Il existe ainsi, en bordure de la route de Prinquiau à la Haie-de-Besné
– donc sur le territoire de Prinquiau – une croix portant cette
inscription : « Ici mourut accidentellement le 13 avril 1887 M. AUDIGER
curé de Besné ».
À
Besné justement, commune riveraine du Brivet, on connaît la grande croix dite celtique du XVe siècle,
dans le cimetière actuel, croix qui était jadis implantée dans l’ancien
cimetière voisin de la vieille église démolie à la fin du XIXe
siècle pour laisser la place à l’église actuelle. Il existe sur le
territoire de la commune d’autres croix de plus petite taille présentant
un réel intérêt, notamment celles de fer forgé ornées des attributs de
la Passion : la lance et l’éponge, placées en oblique de part et
d’autre de la croix qui est elle-même plus ou moins ornée de motifs.

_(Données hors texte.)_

use config::{Config, ConfigError, Environment, File};
use serde::Deserialize;
use std::path::Path;

use crate::core::geofence::MonitorConfig;
use crate::core::sequencer::RoutingParams;
use crate::core::traffic::{TrafficBand, TrafficSchedule};

/// Application configuration
#[derive(Debug, Clone, Default, Deserialize)]
pub struct Settings {
    #[serde(default)]
    pub server: ServerSettings,
    #[serde(default)]
    pub routing: RoutingSettings,
    #[serde(default)]
    pub geofence: GeofenceSettings,
    #[serde(default)]
    pub logging: LoggingSettings,
}

#[derive(Debug, Clone, Deserialize)]
pub struct ServerSettings {
    #[serde(default = "default_host")]
    pub host: String,
    #[serde(default = "default_port")]
    pub port: u16,
    pub workers: Option<usize>,
}

impl Default for ServerSettings {
    fn default() -> Self {
        Self {
            host: default_host(),
            port: default_port(),
            workers: None,
        }
    }
}

fn default_host() -> String { "0.0.0.0".to_string() }
fn default_port() -> u16 { 8080 }

/// Travel assumptions and traffic bands for route metrics
#[derive(Debug, Clone, Deserialize)]
pub struct RoutingSettings {
    #[serde(default = "default_urban_speed_kmh")]
    pub urban_speed_kmh: f64,
    #[serde(default = "default_per_stop_service_min")]
    pub per_stop_service_min: f64,
    #[serde(default = "default_buffer_min")]
    pub buffer_min: f64,
    #[serde(default = "default_consumption_km_per_liter")]
    pub consumption_km_per_liter: f64,
    #[serde(default = "default_fuel_price_per_liter")]
    pub fuel_price_per_liter: f64,
    #[serde(default = "default_traffic_bands")]
    pub traffic_bands: Vec<TrafficBandConfig>,
}

impl Default for RoutingSettings {
    fn default() -> Self {
        Self {
            urban_speed_kmh: default_urban_speed_kmh(),
            per_stop_service_min: default_per_stop_service_min(),
            buffer_min: default_buffer_min(),
            consumption_km_per_liter: default_consumption_km_per_liter(),
            fuel_price_per_liter: default_fuel_price_per_liter(),
            traffic_bands: default_traffic_bands(),
        }
    }
}

fn default_urban_speed_kmh() -> f64 { 28.0 }
fn default_per_stop_service_min() -> f64 { 5.0 }
fn default_buffer_min() -> f64 { 10.0 }
fn default_consumption_km_per_liter() -> f64 { 10.0 }
fn default_fuel_price_per_liter() -> f64 { 5.89 }

/// One configured traffic band; start > end wraps midnight
#[derive(Debug, Clone, Deserialize)]
pub struct TrafficBandConfig {
    pub start_hour: u32,
    pub end_hour: u32,
    pub factor: f64,
}

fn default_traffic_bands() -> Vec<TrafficBandConfig> {
    vec![
        TrafficBandConfig { start_hour: 7, end_hour: 10, factor: 1.35 },
        TrafficBandConfig { start_hour: 12, end_hour: 14, factor: 1.15 },
        TrafficBandConfig { start_hour: 17, end_hour: 20, factor: 1.45 },
        TrafficBandConfig { start_hour: 22, end_hour: 5, factor: 0.85 },
    ]
}

#[derive(Debug, Clone, Deserialize)]
pub struct GeofenceSettings {
    #[serde(default = "default_debounce_window_secs")]
    pub debounce_window_secs: i64,
    #[serde(default = "default_event_buffer_size")]
    pub event_buffer_size: usize,
}

impl Default for GeofenceSettings {
    fn default() -> Self {
        Self {
            debounce_window_secs: default_debounce_window_secs(),
            event_buffer_size: default_event_buffer_size(),
        }
    }
}

fn default_debounce_window_secs() -> i64 { 30 }
fn default_event_buffer_size() -> usize { 20 }

#[derive(Debug, Clone, Deserialize)]
pub struct LoggingSettings {
    #[serde(default = "default_log_level")]
    pub level: String,
    #[serde(default = "default_log_format")]
    pub format: String,
}

impl Default for LoggingSettings {
    fn default() -> Self {
        Self {
            level: default_log_level(),
            format: default_log_format(),
        }
    }
}

fn default_log_level() -> String { "info".to_string() }
fn default_log_format() -> String { "json".to_string() }

impl Settings {
    /// Load configuration from file and environment variables
    ///
    /// Configuration is loaded in the following order (later overrides earlier):
    /// 1. Default values in the struct
    /// 2. Configuration file (config/default.toml)
    /// 3. Local overrides (config/local.toml)
    /// 4. Environment variables (prefixed with ROTA_)
    pub fn load() -> Result<Self, ConfigError> {
        let settings = Config::builder()
            // Add default config file
            .add_source(File::with_name("config/default").required(false))
            // Add local config file (for development overrides)
            .add_source(File::with_name("config/local").required(false))
            // Add environment variables (prefixed with ROTA_)
            // e.g., ROTA_SERVER__PORT -> server.port
            .add_source(
                Environment::with_prefix("ROTA")
                    .prefix_separator("__")
                    .separator("__")
                    .try_parsing(true),
            )
            .build()?;

        settings.try_deserialize()
    }

    /// Load configuration from a custom path
    pub fn load_from<P: AsRef<Path>>(path: P) -> Result<Self, ConfigError> {
        let settings = Config::builder()
            .add_source(File::from(path.as_ref()))
            .add_source(
                Environment::with_prefix("ROTA")
                    .prefix_separator("__")
                    .separator("__")
                    .try_parsing(true),
            )
            .build()?;

        settings.try_deserialize()
    }
}

impl RoutingSettings {
    /// Engine parameters derived from this configuration
    pub fn params(&self) -> RoutingParams {
        RoutingParams {
            urban_speed_kmh: self.urban_speed_kmh,
            per_stop_service_min: self.per_stop_service_min,
            buffer_min: self.buffer_min,
            consumption_km_per_liter: self.consumption_km_per_liter,
            fuel_price_per_liter: self.fuel_price_per_liter,
        }
    }

    pub fn schedule(&self) -> TrafficSchedule {
        TrafficSchedule::new(
            self.traffic_bands
                .iter()
                .map(|band| TrafficBand::new(band.start_hour, band.end_hour, band.factor))
                .collect(),
        )
    }
}

impl GeofenceSettings {
    pub fn monitor_config(&self) -> MonitorConfig {
        MonitorConfig {
            debounce_window_secs: self.debounce_window_secs,
            event_buffer_size: self.event_buffer_size,
        }
    }
}

#[cfg(test)]
mod tests {
    use super::*;

    #[test]
    fn test_default_routing_settings() {
        let routing = RoutingSettings::default();
        assert_eq!(routing.urban_speed_kmh, 28.0);
        assert_eq!(routing.per_stop_service_min, 5.0);
        assert_eq!(routing.buffer_min, 10.0);
        assert_eq!(routing.traffic_bands.len(), 4);
    }

    #[test]
    fn test_default_geofence_settings() {
        let geofence = GeofenceSettings::default();
        assert_eq!(geofence.debounce_window_secs, 30);
        assert_eq!(geofence.event_buffer_size, 20);
    }

    #[test]
    fn test_default_logging() {
        let level = default_log_level();
        let format = default_log_format();
        assert_eq!(level, "info");
        assert_eq!(format, "json");
    }

    #[test]
    fn test_schedule_from_settings() {
        let routing = RoutingSettings::default();
        let schedule = routing.schedule();
        assert_eq!(schedule.factor_at(8), 1.35);
        assert_eq!(schedule.factor_at(15), 1.0);
    }
}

Une
de ces croix, dans un état admirable de conservation, est visible à la
Tombarmais, route de Prinquiau. Une autre, d’un modèle plus simple, sans la lance et l’éponge, est
implantée sur un beau socle de maçonnerie à proximité de la chapelle de
Saint-Second.
Une autre encore se dresse à la Croix-de-Fêne : elle est surmontée d’un coq
qui fait office de girouette... qui faisait, plutôt, car la rouille a dû
le réduire au chômage.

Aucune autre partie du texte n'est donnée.